Tudo bem que agora teremos a disputa presidencial entre Dilma Rousseff (PT) e José Serra (PSDB). Claro que o segundo turno vai mexer com os aliados no Acre das duas maiores correntes políticas brasileiras. Mas é fato também que a eleição regional já acabou. Os ganhadores e balseiros já foram indicados pelos votos soberanos das vossas excelências eleitores. Não há mais nada a fazer. Demagogia só daqui a dois anos nas eleições municipais. Já sabemos quem são o governador, os senadores, os deputados estaduais e federais.

O momento é para começar a se pensar em como valorizar os tão difíceis votos que cada um dos eleitos recebeu do povo acreano. Ninguém é governador, senador, deputado, etc. Numa democracia os mandatos pertencem à população que dá e tira conforme a sua vontade. Aqueles eleitos que se acharem alguma coisa já estão reservando com antecedência os seus lugares para Manacapuru nas próximas eleições. O remédio para empáfia e arrogância é balsa.

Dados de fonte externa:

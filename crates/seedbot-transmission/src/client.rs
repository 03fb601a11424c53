//! Transmission RPC client.
//!
//! Every call is a JSON `POST` of `{"method", "arguments"}` to the RPC
//! endpoint. Transmission guards the endpoint with a CSRF token: the first
//! request is answered with HTTP 409 and an `X-Transmission-Session-Id`
//! header, which must be echoed on every later request. The client stores
//! the token and replays the rejected request once.

use async_trait::async_trait;
use reqwest::StatusCode;
use serde::de::{DeserializeOwned, IgnoredAny};
use serde::{Deserialize, Serialize};
use serde_json::{json, Value};
use tokio::sync::RwLock;
use tracing::{debug, trace};
use url::Url;

use crate::error::{DaemonError, Result};
use crate::types::{AddedTorrent, TorrentId, TorrentRecord};

/// CSRF header used by Transmission.
pub const SESSION_ID_HEADER: &str = "X-Transmission-Session-Id";

/// Operations the bot needs from the torrent daemon.
///
/// Implementations never retry; callers decide what a failure means.
#[async_trait]
pub trait DaemonClient: Send + Sync {
    /// All torrents, in the daemon's order.
    async fn list(&self) -> Result<Vec<TorrentRecord>>;

    /// Pause a torrent.
    async fn stop(&self, id: TorrentId) -> Result<()>;

    /// Resume a torrent.
    async fn start(&self, id: TorrentId) -> Result<()>;

    /// Add a torrent from a magnet link or URL.
    async fn add_by_uri(&self, uri: &str) -> Result<AddedTorrent>;
}

#[derive(Debug, Serialize)]
struct RpcRequest<'a> {
    method: &'a str,
    arguments: Value,
}

#[derive(Debug, Deserialize)]
struct RpcResponse<R> {
    result: String,
    arguments: Option<R>,
}

#[derive(Debug, Deserialize)]
struct TorrentGetArguments {
    torrents: Vec<TorrentRecord>,
}

#[derive(Debug, Deserialize)]
struct TorrentAddArguments {
    #[serde(rename = "torrent-added")]
    added: Option<AddedTorrent>,
    #[serde(rename = "torrent-duplicate")]
    duplicate: Option<AddedTorrent>,
}

/// Basic-auth credentials for the RPC endpoint.
#[derive(Debug, Clone)]
struct Credentials {
    username: String,
    password: Option<String>,
}

/// Client for a Transmission daemon.
pub struct TransmissionClient {
    client: reqwest::Client,
    url: Url,
    credentials: Option<Credentials>,
    session_id: RwLock<Option<String>>,
}

impl TransmissionClient {
    /// Create a client for the given RPC endpoint.
    pub fn new(url: Url) -> Self {
        Self {
            client: reqwest::Client::new(),
            url,
            credentials: None,
            session_id: RwLock::new(None),
        }
    }

    /// Authenticate every request with HTTP basic auth.
    pub fn with_credentials(mut self, username: impl Into<String>, password: Option<String>) -> Self {
        self.credentials = Some(Credentials {
            username: username.into(),
            password,
        });
        self
    }

    /// The RPC endpoint in use.
    pub fn url(&self) -> &Url {
        &self.url
    }

    async fn send(&self, request: &RpcRequest<'_>) -> Result<reqwest::Response> {
        let mut builder = self.client.post(self.url.clone()).json(request);

        if let Some(id) = self.session_id.read().await.as_deref() {
            builder = builder.header(SESSION_ID_HEADER, id);
        }
        if let Some(creds) = &self.credentials {
            builder = builder.basic_auth(&creds.username, creds.password.as_deref());
        }

        Ok(builder.send().await?)
    }

    /// Perform one RPC call and decode its `arguments`.
    async fn call<R>(&self, method: &str, arguments: Value) -> Result<R>
    where
        R: DeserializeOwned,
    {
        let request = RpcRequest { method, arguments };
        trace!(method, "Sending RPC request");

        let mut response = self.send(&request).await?;

        if response.status() == StatusCode::CONFLICT {
            let session_id = response
                .headers()
                .get(SESSION_ID_HEADER)
                .and_then(|v| v.to_str().ok())
                .ok_or(DaemonError::MissingSessionId)?
                .to_string();
            debug!("Transmission session id refreshed");
            *self.session_id.write().await = Some(session_id);
            response = self.send(&request).await?;
        }

        let status = response.status();
        if !status.is_success() {
            let body = response.text().await.unwrap_or_default();
            return Err(DaemonError::Status {
                status: status.as_u16(),
                body,
            });
        }

        let body: RpcResponse<R> = response
            .json()
            .await
            .map_err(|e| DaemonError::Decode(e.to_string()))?;

        if body.result != "success" {
            return Err(DaemonError::Rpc(body.result));
        }

        body.arguments
            .ok_or_else(|| DaemonError::Decode(format!("{} response has no arguments", method)))
    }

    async fn call_on_torrent(&self, method: &str, id: TorrentId) -> Result<()> {
        if id <= 0 {
            return Err(DaemonError::InvalidId(id));
        }
        let _: IgnoredAny = self.call(method, json!({ "ids": [id] })).await?;
        Ok(())
    }
}

#[async_trait]
impl DaemonClient for TransmissionClient {
    async fn list(&self) -> Result<Vec<TorrentRecord>> {
        let args: TorrentGetArguments = self
            .call("torrent-get", json!({ "fields": TorrentRecord::FIELDS }))
            .await?;
        debug!(count = args.torrents.len(), "Fetched torrents");
        Ok(args.torrents)
    }

    async fn stop(&self, id: TorrentId) -> Result<()> {
        self.call_on_torrent("torrent-stop", id).await
    }

    async fn start(&self, id: TorrentId) -> Result<()> {
        self.call_on_torrent("torrent-start", id).await
    }

    async fn add_by_uri(&self, uri: &str) -> Result<AddedTorrent> {
        let args: TorrentAddArguments = self
            .call("torrent-add", json!({ "filename": uri }))
            .await?;
        args.added
            .or(args.duplicate)
            .ok_or_else(|| DaemonError::Decode("torrent-add response has no torrent".to_string()))
    }
}

#[cfg(test)]
mod tests {
    use super::*;
    use crate::types::TorrentStatus;
    use httpmock::prelude::*;

    const RPC_PATH: &str = "/transmission/rpc";

    fn client_for(server: &MockServer) -> TransmissionClient {
        let url = Url::parse(&server.url(RPC_PATH)).unwrap();
        TransmissionClient::new(url)
    }

    #[tokio::test]
    async fn test_list_returns_torrents_in_order() {
        let server = MockServer::start_async().await;
        let mock = server.mock(|when, then| {
            when.method(POST).path(RPC_PATH).json_body(json!({
                "method": "torrent-get",
                "arguments": {"fields": ["id", "name", "percentDone", "status", "downloadDir", "files"]}
            }));
            then.status(200).json_body(json!({
                "result": "success",
                "arguments": {"torrents": [
                    {"id": 3, "name": "b", "percentDone": 0.5, "status": 4, "downloadDir": "/d", "files": []},
                    {"id": 1, "name": "a", "percentDone": 1.0, "status": 0, "downloadDir": "/d", "files": []}
                ]}
            }));
        });

        let torrents = client_for(&server).list().await.unwrap();

        mock.assert();
        assert_eq!(torrents.iter().map(|t| t.id).collect::<Vec<_>>(), vec![3, 1]);
        assert_eq!(torrents[0].status, TorrentStatus::Downloading);
        assert!(torrents[1].is_finished());
    }

    #[tokio::test]
    async fn test_session_id_handshake() {
        let server = MockServer::start_async().await;
        let rejected = server.mock(|when, then| {
            when.method(POST).path(RPC_PATH).header_missing(SESSION_ID_HEADER);
            then.status(409).header(SESSION_ID_HEADER, "token-1");
        });
        let accepted = server.mock(|when, then| {
            when.method(POST)
                .path(RPC_PATH)
                .header(SESSION_ID_HEADER, "token-1");
            then.status(200)
                .json_body(json!({"result": "success", "arguments": {}}));
        });

        let client = client_for(&server);
        client.stop(4).await.unwrap();
        client.start(4).await.unwrap();

        rejected.assert_hits(1);
        accepted.assert_hits(2);
    }

    #[tokio::test]
    async fn test_conflict_without_header() {
        let server = MockServer::start_async().await;
        server.mock(|when, then| {
            when.method(POST).path(RPC_PATH);
            then.status(409);
        });

        let err = client_for(&server).list().await.unwrap_err();
        assert!(matches!(err, DaemonError::MissingSessionId));
    }

    #[tokio::test]
    async fn test_stop_sends_ids() {
        let server = MockServer::start_async().await;
        let mock = server.mock(|when, then| {
            when.method(POST).path(RPC_PATH).json_body(json!({
                "method": "torrent-stop",
                "arguments": {"ids": [12]}
            }));
            then.status(200)
                .json_body(json!({"result": "success", "arguments": {}}));
        });

        client_for(&server).stop(12).await.unwrap();
        mock.assert();
    }

    #[tokio::test]
    async fn test_invalid_id_is_rejected_locally() {
        let server = MockServer::start_async().await;
        let mock = server.mock(|when, then| {
            when.method(POST).path(RPC_PATH);
            then.status(200)
                .json_body(json!({"result": "success", "arguments": {}}));
        });

        let err = client_for(&server).start(0).await.unwrap_err();
        assert!(matches!(err, DaemonError::InvalidId(0)));
        mock.assert_hits(0);
    }

    #[tokio::test]
    async fn test_rpc_failure_result() {
        let server = MockServer::start_async().await;
        server.mock(|when, then| {
            when.method(POST).path(RPC_PATH);
            then.status(200)
                .json_body(json!({"result": "invalid or corrupt torrent file", "arguments": {}}));
        });

        let err = client_for(&server)
            .add_by_uri("magnet:?xt=urn:btih:bad")
            .await
            .unwrap_err();
        assert!(matches!(err, DaemonError::Rpc(msg) if msg.contains("corrupt")));
    }

    #[tokio::test]
    async fn test_add_returns_added_or_duplicate() {
        let server = MockServer::start_async().await;
        server.mock(|when, then| {
            when.method(POST).path(RPC_PATH).json_body(json!({
                "method": "torrent-add",
                "arguments": {"filename": "magnet:?xt=urn:btih:new"}
            }));
            then.status(200).json_body(json!({
                "result": "success",
                "arguments": {"torrent-added": {"id": 21, "name": "new", "hashString": "abc"}}
            }));
        });
        server.mock(|when, then| {
            when.method(POST).path(RPC_PATH).json_body(json!({
                "method": "torrent-add",
                "arguments": {"filename": "magnet:?xt=urn:btih:old"}
            }));
            then.status(200).json_body(json!({
                "result": "success",
                "arguments": {"torrent-duplicate": {"id": 5, "name": "old", "hashString": "def"}}
            }));
        });

        let client = client_for(&server);
        let added = client.add_by_uri("magnet:?xt=urn:btih:new").await.unwrap();
        assert_eq!((added.id, added.name.as_str()), (21, "new"));

        let duplicate = client.add_by_uri("magnet:?xt=urn:btih:old").await.unwrap();
        assert_eq!((duplicate.id, duplicate.name.as_str()), (5, "old"));
    }

    #[tokio::test]
    async fn test_basic_auth_header() {
        let server = MockServer::start_async().await;
        let mock = server.mock(|when, then| {
            when.method(POST)
                .path(RPC_PATH)
                .header("Authorization", "Basic cGk6cmFzcGJlcnJ5");
            then.status(200)
                .json_body(json!({"result": "success", "arguments": {}}));
        });

        let client = client_for(&server).with_credentials("pi", Some("raspberry".to_string()));
        client.stop(3).await.unwrap();
        mock.assert();
    }

    #[tokio::test]
    async fn test_add_without_torrent_in_response() {
        let server = MockServer::start_async().await;
        server.mock(|when, then| {
            when.method(POST).path(RPC_PATH);
            then.status(200)
                .json_body(json!({"result": "success", "arguments": {}}));
        });

        let err = client_for(&server)
            .add_by_uri("magnet:?xt=urn:btih:abc")
            .await
            .unwrap_err();
        assert!(matches!(err, DaemonError::Decode(_)));
    }

    #[tokio::test]
    async fn test_http_error_status() {
        let server = MockServer::start_async().await;
        server.mock(|when, then| {
            when.method(POST).path(RPC_PATH);
            then.status(401).body("Unauthorized");
        });

        let err = client_for(&server).list().await.unwrap_err();
        assert!(matches!(err, DaemonError::Status { status: 401, .. }));
    }

    #[tokio::test]
    async fn test_malformed_body() {
        let server = MockServer::start_async().await;
        server.mock(|when, then| {
            when.method(POST).path(RPC_PATH);
            then.status(200).body("not json");
        });

        let err = client_for(&server).list().await.unwrap_err();
        assert!(matches!(err, DaemonError::Decode(_)));
    }

    #[tokio::test]
    async fn test_unreachable_daemon() {
        let client = TransmissionClient::new(Url::parse("http://127.0.0.1:1/transmission/rpc").unwrap());
        let err = client.list().await.unwrap_err();
        assert!(matches!(err, DaemonError::Http(_)));
    }
}
//! Host status collection for the `/status` command.

use async_trait::async_trait;
use sysinfo::System;
use tokio::process::Command;
use tracing::{debug, warn};

use crate::error::{CoreError, Result};

const BYTES_PER_MB: u64 = 1024 * 1024;

/// Snapshot of the host's health.
#[derive(Debug, Clone, PartialEq)]
pub struct HostStatus {
    /// One-minute load average.
    pub load_one: f64,
    pub mem_used_mb: u64,
    pub mem_total_mb: u64,
    pub uptime_secs: u64,
    /// Trimmed output of the status shell command (uptime and root disk usage).
    pub report: String,
}

/// Source of host status snapshots.
#[async_trait]
pub trait HostProbe: Send + Sync {
    /// Collect a fresh snapshot.
    async fn collect(&self) -> Result<HostStatus>;
}

/// Probe backed by `sysinfo` and a shell command.
#[derive(Debug, Clone)]
pub struct SystemProbe {
    status_command: String,
}

impl SystemProbe {
    pub fn new(status_command: impl Into<String>) -> Self {
        Self {
            status_command: status_command.into(),
        }
    }

    async fn run_status_command(&self) -> Result<String> {
        debug!(command = %self.status_command, "Running status command");

        let output = Command::new("sh")
            .arg("-c")
            .arg(&self.status_command)
            .output()
            .await
            .map_err(|e| CoreError::HostQuery(format!("failed to run status command: {}", e)))?;

        if !output.status.success() {
            let stderr = String::from_utf8_lossy(&output.stderr);
            warn!(status = %output.status, stderr = %stderr.trim(), "Status command failed");
            return Err(CoreError::HostQuery(format!(
                "status command exited with {}",
                output.status
            )));
        }

        Ok(String::from_utf8_lossy(&output.stdout).trim().to_string())
    }
}

#[async_trait]
impl HostProbe for SystemProbe {
    async fn collect(&self) -> Result<HostStatus> {
        let report = self.run_status_command().await?;

        let mut sys = System::new();
        sys.refresh_memory();
        let total = sys.total_memory();
        let used = total.saturating_sub(sys.free_memory());

        Ok(HostStatus {
            load_one: System::load_average().one,
            mem_used_mb: used / BYTES_PER_MB,
            mem_total_mb: total / BYTES_PER_MB,
            uptime_secs: System::uptime(),
            report,
        })
    }
}

/// Render the `/status` reply.
pub fn format_status_report(status: &HostStatus) -> String {
    let mut text = format!(
        "📊 System status\n🧠 Load: {:.2}\n💾 RAM: {} / {} MB\n⏱ Uptime: {}",
        status.load_one,
        status.mem_used_mb,
        status.mem_total_mb,
        format_uptime(status.uptime_secs),
    );
    if !status.report.is_empty() {
        text.push_str("\n\n");
        text.push_str(&status.report);
    }
    text
}

fn format_uptime(secs: u64) -> String {
    let days = secs / 86_400;
    let hours = (secs % 86_400) / 3_600;
    let minutes = (secs % 3_600) / 60;
    if days > 0 {
        format!("{}d {}h {}m", days, hours, minutes)
    } else if hours > 0 {
        format!("{}h {}m", hours, minutes)
    } else {
        format!("{}m", minutes)
    }
}

#[cfg(test)]
mod tests {
    use super::*;

    fn sample() -> HostStatus {
        HostStatus {
            load_one: 0.4567,
            mem_used_mb: 312,
            mem_total_mb: 3792,
            uptime_secs: 3 * 86_400 + 4 * 3_600 + 5 * 60 + 9,
            report: "/dev/root  29G  7.1G  21G  26% /".to_string(),
        }
    }

    #[test]
    fn test_format_status_report() {
        let text = format_status_report(&sample());
        assert!(text.starts_with("📊 System status"));
        assert!(text.contains("🧠 Load: 0.46"));
        assert!(text.contains("💾 RAM: 312 / 3792 MB"));
        assert!(text.contains("⏱ Uptime: 3d 4h 5m"));
        assert!(text.ends_with("\n\n/dev/root  29G  7.1G  21G  26% /"));
    }

    #[test]
    fn test_format_without_shell_output() {
        let status = HostStatus {
            report: String::new(),
            ..sample()
        };
        assert!(format_status_report(&status).ends_with("3d 4h 5m"));
    }

    #[test]
    fn test_format_uptime() {
        assert_eq!(format_uptime(59), "0m");
        assert_eq!(format_uptime(3_660), "1h 1m");
        assert_eq!(format_uptime(90_000), "1d 1h 0m");
    }

    #[tokio::test]
    async fn test_probe_runs_command() {
        let probe = SystemProbe::new("echo disk-ok");
        let status = probe.collect().await.unwrap();
        assert_eq!(status.report, "disk-ok");
        assert!(status.mem_used_mb <= status.mem_total_mb);
    }

    #[tokio::test]
    async fn test_probe_failing_command() {
        let probe = SystemProbe::new("exit 3");
        let err = probe.collect().await.unwrap_err();
        assert!(matches!(err, CoreError::HostQuery(_)));
    }
}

Considero ainda muito mais difícil desempenhar um mandato do que se eleger. Tem muita gente para quem se pode perguntar sobre isso. É preciso estar presente, como dizia Milton Nascimento, aonde o povo está. Pose só serve mesmo para fotografia. Depois da posse o melhor é arregaçar as mangas e trabalhar. Além disso, saber ouvir o clamor da sociedade às ações que se fazem necessárias. No exercício de um mandato é preciso se esforçar ainda mais do que durante uma campanha eleitoral.

A guerra política e ideológica para aqueles que exercem os mandatos de maneira consciente terminou no dia 3 de outubro. Evidente que existem as identificações com tendências políticas no momento de embasar as ações de um mandato. Mas as vociferações têm que terminar para o bem de todos e a felicidade geral da nação. Ninguém pode passar os próximos quatro anos em cima de um palanque. A população quer resultados na saúde, na segurança, na geração de empregos e no bem-estar social. Papagaiadas ideológicas devem ficar dentro dos próprios partidos.

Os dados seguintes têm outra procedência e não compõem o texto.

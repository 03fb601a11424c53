//! Error types for daemon operations.

use thiserror::Error;

use crate::types::TorrentId;

/// Errors that can occur while talking to the torrent daemon.
#[derive(Error, Debug)]
pub enum DaemonError {
    /// Network or transport failure.
    #[error("http error: {0}")]
    Http(String),

    /// The daemon answered with a non-success HTTP status.
    #[error("daemon returned HTTP {status}: {body}")]
    Status { status: u16, body: String },

    /// The RPC call completed but reported a failure.
    #[error("rpc failed: {0}")]
    Rpc(String),

    /// The response could not be decoded.
    #[error("malformed response: {0}")]
    Decode(String),

    /// The torrent id cannot refer to a daemon torrent.
    #[error("invalid torrent id: {0}")]
    InvalidId(TorrentId),

    /// HTTP 409 without the session header.
    #[error("daemon did not provide a session id")]
    MissingSessionId,
}

/// Result type alias for daemon operations.
pub type Result<T> = std::result::Result<T, DaemonError>;

impl From<reqwest::Error> for DaemonError {
    fn from(e: reqwest::Error) -> Self {
        if e.is_decode() {
            DaemonError::Decode(e.to_string())
        } else {
            DaemonError::Http(e.to_string())
        }
    }
}
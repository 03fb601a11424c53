//! Torrent records as reported by the daemon.

use serde::{Deserialize, Serialize};

/// Daemon-local torrent identifier.
pub type TorrentId = i64;

/// Transmission activity status.
#[derive(Debug, Clone, Copy, PartialEq, Eq, Serialize, Deserialize)]
#[serde(from = "i64", into = "i64")]
pub enum TorrentStatus {
    Stopped,
    QueuedToVerify,
    Verifying,
    QueuedToDownload,
    Downloading,
    QueuedToSeed,
    Seeding,
    /// A code this client does not know about.
    Unknown(i64),
}

impl From<i64> for TorrentStatus {
    fn from(code: i64) -> Self {
        match code {
            0 => TorrentStatus::Stopped,
            1 => TorrentStatus::QueuedToVerify,
            2 => TorrentStatus::Verifying,
            3 => TorrentStatus::QueuedToDownload,
            4 => TorrentStatus::Downloading,
            5 => TorrentStatus::QueuedToSeed,
            6 => TorrentStatus::Seeding,
            other => TorrentStatus::Unknown(other),
        }
    }
}

impl From<TorrentStatus> for i64 {
    fn from(status: TorrentStatus) -> Self {
        match status {
            TorrentStatus::Stopped => 0,
            TorrentStatus::QueuedToVerify => 1,
            TorrentStatus::Verifying => 2,
            TorrentStatus::QueuedToDownload => 3,
            TorrentStatus::Downloading => 4,
            TorrentStatus::QueuedToSeed => 5,
            TorrentStatus::Seeding => 6,
            TorrentStatus::Unknown(code) => code,
        }
    }
}

/// A file inside a torrent.
#[derive(Debug, Clone, PartialEq, Serialize, Deserialize)]
#[serde(rename_all = "camelCase")]
pub struct TorrentFile {
    pub name: String,
    #[serde(default)]
    pub length: u64,
    #[serde(default)]
    pub bytes_completed: u64,
}

/// Read-only snapshot of one torrent.
#[derive(Debug, Clone, PartialEq, Serialize, Deserialize)]
#[serde(rename_all = "camelCase")]
pub struct TorrentRecord {
    pub id: TorrentId,
    pub name: String,
    /// Completion fraction in `[0, 1]`.
    pub percent_done: f64,
    pub status: TorrentStatus,
    #[serde(default)]
    pub download_dir: String,
    #[serde(default)]
    pub files: Vec<TorrentFile>,
}

impl TorrentRecord {
    /// Fields requested from `torrent-get`.
    pub const FIELDS: [&'static str; 6] =
        ["id", "name", "percentDone", "status", "downloadDir", "files"];

    /// A torrent is finished once it is fully downloaded.
    pub fn is_finished(&self) -> bool {
        self.percent_done == 1.0
    }
}

/// Torrent created (or found already present) by `torrent-add`.
#[derive(Debug, Clone, PartialEq, Eq, Serialize, Deserialize)]
#[serde(rename_all = "camelCase")]
pub struct AddedTorrent {
    pub id: TorrentId,
    pub name: String,
    #[serde(default)]
    pub hash_string: String,
}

Resumindo a gente não quer só comida. Mas condições para nos desenvolvermos como cidadãos e cidadãs. Possibilidades dignas para podermos direcionar os nossos destinos e também dos nossos descendentes. É preciso entender que a política é um instrumento para melhoria da qualidade de vida e não um fim. O objetivo é operar as mudanças necessárias para que todos possam ter acesso às benesses do mundo contemporâneo.   

Por isso, que a natural disputa presidencial no Acre seja mais uma etapa de um debate tranqüilo onde prevaleça a troca de idéias em detrimento do acirramento de divergências que não beneficiam ninguém.